If a gift is taxable, the person who makes the gift—not the recipient—must pay the tax. Gift tax is rarely paid during the giver’s lifetime, however. That’s because of the lifetime gift and estate tax exemption. Even though you must file a gift tax return if you make a taxable gift, you can choose to either pay the tax or use some of your unified gift and estate tax exemption to defer (and probably avoid) gift tax liability. Usually, a gift tax isn’t paid until someone makes so many taxable gifts that they exceed the lifetime exclusion amount. Although some do, very few people actually ever give away that much money during their lifetime. At someone’s death, ity may be necessary to compute a federal estate tax.

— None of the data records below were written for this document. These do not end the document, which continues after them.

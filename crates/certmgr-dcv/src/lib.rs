//! DNS challenge verification and the bulk domain validation workflow.
//!
//! - [`dns`] checks that a CNAME challenge record is visible in DNS
//! - [`bulk`] starts challenges for every candidate domain and submits the
//!   ones whose proof is in place
//!
//! The state of a bulk run lives in a caller-owned [`ValidationRun`], so a
//! run can be inspected, persisted and resumed between calls.

#![doc(html_root_url = "https://docs.rs/certmgr-dcv/0.3.0")]

mod error;

pub mod bulk;
pub mod dns;

pub use bulk::{
    is_second_level, BulkOptions, BulkValidator, ChallengeOutcome, Submission, SubmissionReport,
    ValidationRun,
};
pub use dns::{CnameLookup, DnsCheck, DnsVerifier, DnsVerifierConfig, HickoryLookup};
pub use error::{DnsError, DnsResult};
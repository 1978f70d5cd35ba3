//! Domain control validation endpoints.

use crate::CertManagerClient;
use certmgr_core::{
    CertManagerError, DcvState, DomainValidation, Result, StartedChallenge, SubmitResult,
    ValidationFilter, ValidationMethod,
};
use futures_util::stream::BoxStream;
use serde::Serialize;
use tracing::debug;

const VALIDATION_PATH: [&str; 3] = ["dcv", "v2", "validation"];

#[derive(Serialize)]
struct DomainBody<'a> {
    domain: &'a str,
}

/// Domain control validation endpoints
pub struct DcvApi<'a> {
    client: &'a CertManagerClient,
}

impl<'a> DcvApi<'a> {
    pub(crate) fn new(client: &'a CertManagerClient) -> Self {
        Self { client }
    }

    /// Get the current validation state of a domain
    pub async fn status(&self, domain: &str) -> Result<DcvState> {
        self.client
            .post(&validation_path(&["status"]), &DomainBody { domain }, None)
            .await
    }

    /// Search domains by validation state
    ///
    /// The returned stream fetches one page per advance and ends after the
    /// last page. Calling `find` again restarts from the first page.
    ///
    /// # Example
    ///
    /// ```rust,ignore
    /// use futures_util::TryStreamExt;
    ///
    /// let domains: Vec<_> = client
    ///     .dcv()
    ///     .find(&ValidationFilter::awaiting_validation())
    ///     .try_collect()
    ///     .await?;
    /// ```
    pub fn find(&self, filter: &ValidationFilter) -> BoxStream<'a, Result<DomainValidation>> {
        self.client.paginate(&VALIDATION_PATH, filter.to_query())
    }

    /// Start a challenge for one domain
    ///
    /// `method` may be a [`ValidationMethod`] or a method name; names are
    /// checked before any request is sent.
    pub async fn start<M>(&self, domain: &str, method: M) -> Result<StartedChallenge>
    where
        M: TryInto<ValidationMethod>,
        CertManagerError: From<M::Error>,
    {
        let method = method.try_into()?;
        debug!(domain, %method, "starting DCV");

        self.client
            .post(
                &validation_path(&["start", "domain", method.as_str()]),
                &DomainBody { domain },
                None,
            )
            .await
    }

    /// Tell the CA that the proof for a started challenge is in place
    pub async fn submit<M>(&self, domain: &str, method: M) -> Result<SubmitResult>
    where
        M: TryInto<ValidationMethod>,
        CertManagerError: From<M::Error>,
    {
        let method = method.try_into()?;
        debug!(domain, %method, "submitting DCV");

        self.client
            .post(
                &validation_path(&["submit", "domain", method.as_str()]),
                &DomainBody { domain },
                None,
            )
            .await
    }

    /// Clear a started challenge
    pub async fn clear(&self, domain: &str) -> Result<serde_json::Value> {
        self.client
            .post(&validation_path(&["clear"]), &DomainBody { domain }, None)
            .await
    }
}

fn validation_path<'s>(rest: &[&'s str]) -> Vec<&'s str> {
    let mut path: Vec<&'s str> = VALIDATION_PATH.to_vec();
    path.extend_from_slice(rest);
    path
}

#[cfg(test)]
mod tests {
    use crate::client::tests::test_client;
    use certmgr_core::{CertManagerError, DcvStatus, ValidationFilter, ValidationMethod};
    use futures_util::TryStreamExt;
    use wiremock::matchers::{body_json, method, path, query_param};
    use wiremock::{Mock, MockServer, ResponseTemplate};

    #[tokio::test]
    async fn start_posts_domain_to_method_path() {
        let server = MockServer::start().await;
        Mock::given(method("POST"))
            .and(path("/dcv/v2/validation/start/domain/cname"))
            .and(body_json(serde_json::json!({"domain": "example.com"})))
            .respond_with(ResponseTemplate::new(200).set_body_json(serde_json::json!({
                "host": "_0a1b.example.com.",
                "point": "c3d4.dcv.sectigo.com."
            })))
            .expect(1)
            .mount(&server)
            .await;

        let client = test_client(&server);
        let started = client
            .dcv()
            .start("example.com", ValidationMethod::Cname)
            .await
            .unwrap();
        assert_eq!(started.host.as_deref(), Some("_0a1b.example.com."));
        assert_eq!(started.point.as_deref(), Some("c3d4.dcv.sectigo.com."));
    }

    #[tokio::test]
    async fn invalid_method_never_reaches_the_server() {
        let server = MockServer::start().await;
        Mock::given(method("POST"))
            .respond_with(ResponseTemplate::new(200))
            .expect(0)
            .mount(&server)
            .await;

        let client = test_client(&server);
        for domain in ["example.com", "", "x.y.z", "192.0.2.1"] {
            let err = client.dcv().start(domain, "txt").await.unwrap_err();
            assert!(matches!(err, CertManagerError::InvalidValidationMethod(ref m) if m == "txt"));

            let err = client.dcv().submit(domain, "CNAME").await.unwrap_err();
            assert!(matches!(err, CertManagerError::InvalidValidationMethod(_)));
        }
    }

    #[tokio::test]
    async fn submit_and_status_parse_responses() {
        let server = MockServer::start().await;
        Mock::given(method("POST"))
            .and(path("/dcv/v2/validation/submit/domain/http"))
            .respond_with(ResponseTemplate::new(200).set_body_json(serde_json::json!({
                "status": "NOT_VALIDATED",
                "orderStatus": "SUBMITTED",
                "message": "queued"
            })))
            .mount(&server)
            .await;
        Mock::given(method("POST"))
            .and(path("/dcv/v2/validation/status"))
            .respond_with(ResponseTemplate::new(200).set_body_json(serde_json::json!({
                "status": "VALIDATED",
                "expirationDate": "2027-01-31"
            })))
            .mount(&server)
            .await;

        let client = test_client(&server);
        let submitted = client.dcv().submit("example.com", "http").await.unwrap();
        assert_eq!(submitted.message.as_deref(), Some("queued"));

        let state = client.dcv().status("example.com").await.unwrap();
        assert!(state.is_validated());
        assert_eq!(state.status, Some(DcvStatus::Validated));
    }

    #[tokio::test]
    async fn find_sends_translated_filter() {
        let server = MockServer::start().await;
        Mock::given(method("GET"))
            .and(path("/dcv/v2/validation"))
            .and(query_param("dcvStatus", "NOT_VALIDATED"))
            .and(query_param("orderStatus", "NOT_INITIATED"))
            .and(query_param("position", "0"))
            .respond_with(ResponseTemplate::new(200).set_body_json(serde_json::json!([
                {"domain": "a.com"},
                {"domain": "b.com"}
            ])))
            .mount(&server)
            .await;
        Mock::given(method("GET"))
            .and(path("/dcv/v2/validation"))
            .and(query_param("position", "2"))
            .respond_with(ResponseTemplate::new(200).set_body_json(serde_json::json!([])))
            .mount(&server)
            .await;

        let client = test_client(&server);
        let found: Vec<_> = client
            .dcv()
            .find(&ValidationFilter::awaiting_validation())
            .try_collect()
            .await
            .unwrap();
        let names: Vec<_> = found.iter().map(|d| d.domain.as_str()).collect();
        assert_eq!(names, vec!["a.com", "b.com"]);
    }

    #[tokio::test]
    async fn clear_tolerates_empty_body() {
        let server = MockServer::start().await;
        Mock::given(method("POST"))
            .and(path("/dcv/v2/validation/clear"))
            .respond_with(ResponseTemplate::new(200))
            .expect(1)
            .mount(&server)
            .await;

        let client = test_client(&server);
        assert!(client.dcv().clear("a.com").await.unwrap().is_null());
    }
}
use std::time::Duration;
use thiserror::Error;

/// Result type alias for DNS lookups
pub type DnsResult<T> = std::result::Result<T, DnsError>;

/// Errors from CNAME lookups
#[derive(Error, Debug, Clone, PartialEq, Eq)]
pub enum DnsError {
    /// The name does not exist or has no CNAME record
    #[error("no CNAME record for {0}")]
    NotFound(String),

    /// The lookup did not finish in time
    #[error("CNAME lookup for {host} timed out after {after:?}")]
    Timeout {
        /// Name that was queried
        host: String,
        /// Configured lookup timeout
        after: Duration,
    },

    /// Any other resolver failure (SERVFAIL, refused, network errors)
    #[error("resolver error: {0}")]
    Resolver(String),

    /// The system resolver configuration could not be loaded
    #[error("failed to create resolver: {0}")]
    Init(String),
}

impl DnsError {
    /// Returns true if the record is simply not there (yet)
    #[must_use]
    pub const fn is_not_found(&self) -> bool {
        matches!(self, Self::NotFound(_))
    }
}

impl From<DnsError> for certmgr_core::CertManagerError {
    fn from(err: DnsError) -> Self {
        match err {
            DnsError::Timeout { .. } => Self::Timeout(err.to_string()),
            DnsError::NotFound(_) | DnsError::Resolver(_) | DnsError::Init(_) => {
                Self::Dns(err.to_string())
            }
        }
    }
}

#[cfg(test)]
mod tests {
    use super::*;
    use certmgr_core::CertManagerError;

    #[test]
    fn converts_into_crate_error() {
        let err: CertManagerError = DnsError::Timeout {
            host: "_x.example.com".into(),
            after: Duration::from_secs(5),
        }
        .into();
        assert!(err.is_retryable());

        let err: CertManagerError = DnsError::Init("no resolv.conf".into()).into();
        assert!(matches!(err, CertManagerError::Dns(ref m) if m.contains("resolv.conf")));
    }

    #[test]
    fn only_missing_records_are_not_found() {
        assert!(DnsError::NotFound("_x.example.com".into()).is_not_found());
        assert!(!DnsError::Resolver("SERVFAIL".into()).is_not_found());
    }
}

In addition to the property left behind (the estate), the amount of taxable lifetime gifts is included in the total that may be subject to estate tax. Again, no tax is due unless the taxable estate exceeds the exemption amount. What’s a gift? A gift is any transfer for which you do not receive consideration, or, less than “fair market value,” in return. For example, if you hand someone a check for $1,000, that’s a gift. And if your house would fetch $100,000 on the open market but you sell it to your son for $10,000, you’ve made a $90,000 gift. What’s "fair market value?" The fair market value is the price at which an asset would sell when there’s a willing and knowledgeable buyer and seller.

What’s a taxable gift? Lots of ordinary gifts are NOT taxable, including:

  •  Gifts that are not more than the current annual exclusion amount, $14,000 (you can give this amount to any number of different recipients; and you and your spouse can give $28,000 per year per recipient)
  • Tuition, if paid directly to a school (other expenses related to education, such as books, supplies and living expenses, do not qualify for this exemption)
  • Medical expenses you pay directly to medical providers
  • Gifts to your spouse (if your spouse is a U.S. citizen)
  • Gifts to a political organization for its use
  • Gifts to certain charities

What’s the gift tax rate? The current federal gift and estate tax rate is 40%.